■ Assignment: Output must match the records, character for character.

■ Information shown:
****

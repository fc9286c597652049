//! Image codec backend trait and shared types.
//!
//! The [`ImageBackend`] trait defines the two operations that touch a codec:
//! decode (with the bounding resize) and encode. Everything between them is
//! pure pixel math over a [`PixelBuffer`] and lives outside the backend.
//!
//! The production implementation is
//! [`RustBackend`](super::rust_backend::RustBackend), built on the `image`
//! crate.

use super::params::{DecodeParams, EncodeParams, OutputFormat};
use image::{DynamicImage, RgbaImage};
use std::path::PathBuf;
use thiserror::Error;

/// Row-major RGBA8 pixels. `len == width * height * 4` is upheld by `image`.
pub type PixelBuffer = RgbaImage;

#[derive(Error, Debug)]
pub enum BackendError {
    #[error("IO error: {0}")]
    Io(#[from] std::io::Error),
    #[error("Decode failed: {0}")]
    Decode(String),
    #[error("Encode failed: {0}")]
    Encode(String),
}

/// A captured or uploaded photo, before decoding.
pub enum RawImageInput {
    /// A file on disk (gallery upload).
    Path(PathBuf),
    /// An in-memory blob.
    Bytes(Vec<u8>),
    /// An already-decoded camera frame.
    Frame(DynamicImage),
}

impl std::fmt::Debug for RawImageInput {
    fn fmt(&self, f: &mut std::fmt::Formatter<'_>) -> std::fmt::Result {
        match self {
            RawImageInput::Path(p) => f.debug_tuple("Path").field(p).finish(),
            RawImageInput::Bytes(b) => write!(f, "Bytes({} bytes)", b.len()),
            RawImageInput::Frame(img) => write!(f, "Frame({}x{})", img.width(), img.height()),
        }
    }
}

/// Re-encoded output, ready to hand to the uploader.
#[derive(Debug, Clone, PartialEq, Eq)]
pub struct ProcessedImage {
    pub bytes: Vec<u8>,
    /// Format actually produced (may differ from the preferred one).
    pub format: OutputFormat,
    pub width: u32,
    pub height: u32,
}

impl ProcessedImage {
    pub fn mime_type(&self) -> &'static str {
        self.format.mime_type()
    }
}

/// Trait for image codec backends.
///
/// `Sync` so a single backend can serve a rayon batch.
pub trait ImageBackend: Sync {
    /// Decode a raw input and bound it to `params.max_dimension`.
    fn decode(&self, input: RawImageInput, params: &DecodeParams)
    -> Result<PixelBuffer, BackendError>;

    /// Encode pixels, preferring `params.format`.
    fn encode(
        &self,
        pixels: &PixelBuffer,
        params: &EncodeParams,
    ) -> Result<ProcessedImage, BackendError>;
}

#[cfg(test)]
pub mod tests {
    use super::*;
    use crate::imaging::Quality;
    use std::sync::Mutex;

    /// Mock backend that hands out queued buffers and records operations.
    /// Uses Mutex (not RefCell) so it is Sync and works with rayon's par_iter.
    #[derive(Default)]
    pub struct MockBackend {
        pub decode_results: Mutex<Vec<PixelBuffer>>,
        pub fail_encode: bool,
        pub operations: Mutex<Vec<RecordedOp>>,
    }

    #[derive(Debug, Clone, PartialEq)]
    pub enum RecordedOp {
        Decode {
            max_dimension: u32,
        },
        Encode {
            width: u32,
            height: u32,
            format: OutputFormat,
            quality: u32,
        },
    }

    impl MockBackend {
        pub fn new() -> Self {
            Self::default()
        }

        /// Buffers are handed out last-first, like a stack.
        pub fn with_buffers(buffers: Vec<PixelBuffer>) -> Self {
            Self {
                decode_results: Mutex::new(buffers),
                ..Self::default()
            }
        }

        pub fn failing_encode(buffers: Vec<PixelBuffer>) -> Self {
            Self {
                decode_results: Mutex::new(buffers),
                fail_encode: true,
                ..Self::default()
            }
        }

        pub fn get_operations(&self) -> Vec<RecordedOp> {
            self.operations.lock().unwrap().clone()
        }
    }

    impl ImageBackend for MockBackend {
        fn decode(
            &self,
            _input: RawImageInput,
            params: &DecodeParams,
        ) -> Result<PixelBuffer, BackendError> {
            self.operations.lock().unwrap().push(RecordedOp::Decode {
                max_dimension: params.max_dimension,
            });

            self.decode_results
                .lock()
                .unwrap()
                .pop()
                .ok_or_else(|| BackendError::Decode("No mock buffer".to_string()))
        }

        fn encode(
            &self,
            pixels: &PixelBuffer,
            params: &EncodeParams,
        ) -> Result<ProcessedImage, BackendError> {
            self.operations.lock().unwrap().push(RecordedOp::Encode {
                width: pixels.width(),
                height: pixels.height(),
                format: params.format,
                quality: params.quality.value(),
            });

            if self.fail_encode {
                return Err(BackendError::Encode("mock encoder refused".to_string()));
            }
            Ok(ProcessedImage {
                bytes: vec![0xAB; 16],
                format: params.format,
                width: pixels.width(),
                height: pixels.height(),
            })
        }
    }

    #[test]
    fn mock_hands_out_buffers_and_records_decode() {
        let backend = MockBackend::with_buffers(vec![PixelBuffer::new(8, 6)]);

        let pixels = backend
            .decode(RawImageInput::Bytes(vec![]), &DecodeParams::default())
            .unwrap();
        assert_eq!(pixels.dimensions(), (8, 6));

        let ops = backend.get_operations();
        assert_eq!(ops, vec![RecordedOp::Decode { max_dimension: 2560 }]);
    }

    #[test]
    fn mock_decode_errors_when_empty() {
        let backend = MockBackend::new();
        let result = backend.decode(RawImageInput::Bytes(vec![]), &DecodeParams::default());
        assert!(matches!(result, Err(BackendError::Decode(_))));
    }

    #[test]
    fn mock_records_encode() {
        let backend = MockBackend::new();
        let processed = backend
            .encode(
                &PixelBuffer::new(4, 3),
                &EncodeParams {
                    format: OutputFormat::Jpeg,
                    quality: Quality::new(98),
                },
            )
            .unwrap();

        assert_eq!(processed.mime_type(), "image/jpeg");
        assert!(matches!(
            &backend.get_operations()[0],
            RecordedOp::Encode {
                width: 4,
                height: 3,
                quality: 98,
                ..
            }
        ));
    }

    #[test]
    fn raw_input_debug_hides_payload() {
        let input = RawImageInput::Bytes(vec![1, 2, 3]);
        assert_eq!(format!("{input:?}"), "Bytes(3 bytes)");
    }
}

****

■ Answer to the exercise:
repository fc9286c597652049
//! Image codec backend trait and shared types.
//!
//! The [`ImageBackend`] trait defines the two operations that touch a codec:
//! decode (with the bounding resize) and encode. Everything between them is
//! pure pixel math over a [`PixelBuffer`] and lives outside the backend.
//!
//! The production implementation is
//! [`RustBackend`](super::rust_backend::RustBackend), built on the `image`
//! crate.

use super::params::{DecodeParams, EncodeParams, OutputFormat};
use image::{DynamicImage, RgbaImage};
use std::path::PathBuf;
use thiserror::Error;

/// Row-major RGBA8 pixels. `len == width * height * 4` is upheld by `image`.
pub type PixelBuffer = RgbaImage;

#[derive(Error, Debug)]
pub enum BackendError {
    #[error("IO error: {0}")]
    Io(#[from] std::io::Error),
    #[error("Decode failed: {0}")]
    Decode(String),
    #[error("Encode failed: {0}")]
    Encode(String),
}

/// A captured or uploaded photo, before decoding.
pub enum RawImageInput {
    /// A file on disk (gallery upload).
    Path(PathBuf),
    /// An in-memory blob.
    Bytes(Vec<u8>),
    /// An already-decoded camera frame.
    Frame(DynamicImage),
}

impl std::fmt::Debug for RawImageInput {
    fn fmt(&self, f: &mut std::fmt::Formatter<'_>) -> std::fmt::Result {
        match self {
            RawImageInput::Path(p) => f.debug_tuple("Path").field(p).finish(),
            RawImageInput::Bytes(b) => write!(f, "Bytes({} bytes)", b.len()),
            RawImageInput::Frame(img) => write!(f, "Frame({}x{})", img.width(), img.height()),
        }
    }
}

/// Re-encoded output, ready to hand to the uploader.
#[derive(Debug, Clone, PartialEq, Eq)]
pub struct ProcessedImage {
    pub bytes: Vec<u8>,
    /// Format actually produced (may differ from the preferred one).
    pub format: OutputFormat,
    pub width: u32,
    pub height: u32,
}

impl ProcessedImage {
    pub fn mime_type(&self) -> &'static str {
        self.format.mime_type()
    }
}

/// Trait for image codec backends.
///
/// `Sync` so a single backend can serve a rayon batch.
pub trait ImageBackend: Sync {
    /// Decode a raw input and bound it to `params.max_dimension`.
    fn decode(&self, input: RawImageInput, params: &DecodeParams)
    -> Result<PixelBuffer, BackendError>;

    /// Encode pixels, preferring `params.format`.
    fn encode(
        &self,
        pixels: &PixelBuffer,
        params: &EncodeParams,
    ) -> Result<ProcessedImage, BackendError>;
}

#[cfg(test)]
pub mod tests {
    use super::*;
    use crate::imaging::Quality;
    use std::sync::Mutex;

    /// Mock backend that hands out queued buffers and records operations.
    /// Uses Mutex (not RefCell) so it is Sync and works with rayon's par_iter.
    #[derive(Default)]
    pub struct MockBackend {
        pub decode_results: Mutex<Vec<PixelBuffer>>,
        pub fail_encode: bool,
        pub operations: Mutex<Vec<RecordedOp>>,
    }

    #[derive(Debug, Clone, PartialEq)]
    pub enum RecordedOp {
        Decode {
            max_dimension: u32,
        },
        Encode {
            width: u32,
            height: u32,
            format: OutputFormat,
            quality: u32,
        },
    }

    impl MockBackend {
        pub fn new() -> Self {
            Self::default()
        }

        /// Buffers are handed out last-first, like a stack.
        pub fn with_buffers(buffers: Vec<PixelBuffer>) -> Self {
            Self {
                decode_results: Mutex::new(buffers),
                ..Self::default()
            }
        }

        pub fn failing_encode(buffers: Vec<PixelBuffer>) -> Self {
            Self {
                decode_results: Mutex::new(buffers),
                fail_encode: true,
                ..Self::default()
            }
        }

        pub fn get_operations(&self) -> Vec<RecordedOp> {
            self.operations.lock().unwrap().clone()
        }
    }

    impl ImageBackend for MockBackend {
        fn decode(
            &self,
            _input: RawImageInput,
            params: &DecodeParams,
        ) -> Result<PixelBuffer, BackendError> {
            self.operations.lock().unwrap().push(RecordedOp::Decode {
                max_dimension: params.max_dimension,
            });

            self.decode_results
                .lock()
                .unwrap()
                .pop()
                .ok_or_else(|| BackendError::Decode("No mock buffer".to_string()))
        }

        fn encode(
            &self,
            pixels: &PixelBuffer,
            params: &EncodeParams,
        ) -> Result<ProcessedImage, BackendError> {
            self.operations.lock().unwrap().push(RecordedOp::Encode {
                width: pixels.width(),
                height: pixels.height(),
                format: params.format,
                quality: params.quality.value(),
            });

            if self.fail_encode {
                return Err(BackendError::Encode("mock encoder refused".to_string()));
            }
            Ok(ProcessedImage {
                bytes: vec![0xAB; 16],
                format: params.format,
                width: pixels.width(),
                height: pixels.height(),
            })
        }
    }

    #[test]
    fn mock_hands_out_buffers_and_records_decode() {
        let backend = MockBackend::with_buffers(vec![PixelBuffer::new(8, 6)]);

        let pixels = backend
            .decode(RawImageInput::Bytes(vec![]), &DecodeParams::default())
            .unwrap();
        assert_eq!(pixels.dimensions(), (8, 6));

        let ops = backend.get_operations();
        assert_eq!(ops, vec![RecordedOp::Decode { max_dimension: 2560 }]);
    }

    #[test]
    fn mock_decode_errors_when_empty() {
        let backend = MockBackend::new();
        let result = backend.decode(RawImageInput::Bytes(vec![]), &DecodeParams::default());
        assert!(matches!(result, Err(BackendError::Decode(_))));
    }

    #[test]
    fn mock_records_encode() {
        let backend = MockBackend::new();
        let processed = backend
            .encode(
                &PixelBuffer::new(4, 3),
                &EncodeParams {
                    format: OutputFormat::Jpeg,
                    quality: Quality::new(98),
                },
            )
            .unwrap();

        assert_eq!(processed.mime_type(), "image/jpeg");
        assert!(matches!(
            &backend.get_operations()[0],
            RecordedOp::Encode {
                width: 4,
                height: 3,
                quality: 98,
                ..
            }
        ));
    }

    #[test]
    fn raw_input_debug_hides_payload() {
        let input = RawImageInput::Bytes(vec![1, 2, 3]);
        assert_eq!(format!("{input:?}"), "Bytes(3 bytes)");
    }
}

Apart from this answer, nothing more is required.